Nobody Can Do That | Defector

Perhaps it is time to coordinate an emergency delivery of some rudimentary lessons about human biology to the sportswriters of America. It was less than a month ago that The Athletic’s Fred Katz mistook the basic act of “hearing things” for echolocation, and now we are confronted with ESPN’s Ramona Shelburne forgetting how eyeballs work.

Here is a snippet from Shelburne’s most recent article, about how Russell Westbrook has fit in with the Denver Nuggets this season:

IF YOU CLOSED your eyes and watched Westbrook warm up on the Paycom Center court, a full three hours before Games 1 and 2 of this second-round playoff series between the Nuggets and Thunder, it’d be easy to feel as if you’d gone back in time.
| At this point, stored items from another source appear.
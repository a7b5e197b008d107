use axum::{
    Json,
    http::StatusCode,
    response::{IntoResponse, Response},
};
use serde_json::json;
use thiserror::Error;
use tracing::error;

use crate::jobs::SchedulingError;
use crate::validation::ValidationError;

/// Failure to turn a URL into article text.
#[derive(Error, Debug)]
pub enum FetchError {
    #[error("Invalid URL: {0}")]
    InvalidUrl(#[from] ValidationError),

    #[error("Failed to fetch URL: {0}")]
    Request(String),

    #[error("Failed to fetch URL: HTTP {0}")]
    Status(u16),

    #[error("No readable content found on the page")]
    EmptyContent,
}

/// Failure of a text, prompt or image generation call.
#[derive(Error, Debug)]
pub enum GenerationError {
    #[error("Generation request failed: {0}")]
    Request(String),

    #[error("Generation service returned HTTP {status}: {message}")]
    Upstream { status: u16, message: String },

    #[error("Generated content is not in the expected format: {0}")]
    Malformed(String),

    #[error("No image was generated")]
    NoImage,
}

/// Failure to persist image bytes in the blob store.
#[derive(Error, Debug)]
pub enum UploadError {
    #[error("Failed to upload image: {0}")]
    Io(#[from] std::io::Error),

    #[error("Failed to upload image: {0}")]
    Request(String),

    #[error("Blob store returned HTTP {0}")]
    Status(u16),
}

#[derive(Error, Debug)]
pub enum ApiError {
    #[error("Validation failed: {0}")]
    ValidationError(#[from] ValidationError),

    #[error("{0}")]
    FetchError(#[from] FetchError),

    #[error("Failed to generate content: {0}")]
    GenerationError(#[from] GenerationError),

    #[error("{0}")]
    UploadError(#[from] UploadError),

    #[error("Could not schedule image generation: {0}")]
    SchedulingError(#[from] SchedulingError),

    #[error("Database error: {0}")]
    DatabaseError(#[from] diesel::result::Error),

    #[error("Not found")]
    NotFound,

    #[error("Internal server error")]
    InternalError,
}

impl ApiError {
    pub fn status_code(&self) -> StatusCode {
        match self {
            ApiError::ValidationError(_) => StatusCode::BAD_REQUEST,
            ApiError::NotFound => StatusCode::NOT_FOUND,
            ApiError::FetchError(_) => StatusCode::UNPROCESSABLE_ENTITY,
            ApiError::GenerationError(_) | ApiError::UploadError(_) => StatusCode::BAD_GATEWAY,
            ApiError::SchedulingError(_) => StatusCode::SERVICE_UNAVAILABLE,
            ApiError::DatabaseError(_) | ApiError::InternalError => {
                StatusCode::INTERNAL_SERVER_ERROR
            }
        }
    }

    /// Message safe to show to the submitting user.
    pub fn public_message(&self) -> String {
        match self {
            ApiError::DatabaseError(err) => {
                // Log the detailed error but don't expose it to the client
                error!(error = %err, "Database error occurred");
                "Internal server error".to_string()
            }
            other => other.to_string(),
        }
    }
}

impl IntoResponse for ApiError {
    fn into_response(self) -> Response {
        let status = self.status_code();
        let body = Json(json!({
            "error": self.public_message()
        }));

        (status, body).into_response()
    }
}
Immediately we are in big trouble here. The English language is vast, and you could probably spend the next few hours compiling a list of words that could be counted on to slot legibly into a sentence that begins, “If you closed your eyes and…” Listened, jumped, disemboweled—all of these would be better choices than “watched,” which is the one thing a person really cannot do when their eyes are shut.

Perhaps you are thinking this was just exceptionally clumsy word choice. You can certainly read that paragraph, ignore the presence of “watched,” and find the shape of what Shelburne might have been trying to communicate: That if you were to sit in the Thunder arena and take in the atmosphere while Westbrook was warming up, and you were to ignore the sight of him wearing a Nuggets uniform and being 36 years old, it might feel like you’d traveled back in time. But then comes the next paragraph:

Because 36-year-old Westbrook still looks like prime, 30-year-old Westbrook who nearly tore the cover off this arena during his glory years: His chiseled physique remains; his meticulously planned warmup starts at exactly the same time it used to, and lasts exactly the same amount of time.

Ramona Shelburne accepts your charitable reading of her previous paragraph, spits on it, and then throws it back into your face! She stands before you and asks, nay, demands, that you dispense with all basic understanding of sensory perception so that you may imagine yourself standing before Russell Westbrook, sealing your eyes shut, and then perceiving the details of his chiseled physique and intricate warmup routine.

Maybe there is an art or literary theorist who could make some sense of such a strange demand, but the rest of us are just going to have to go on being driven mad by the prose stylings of NBA reporters until they are each given an encyclopedia.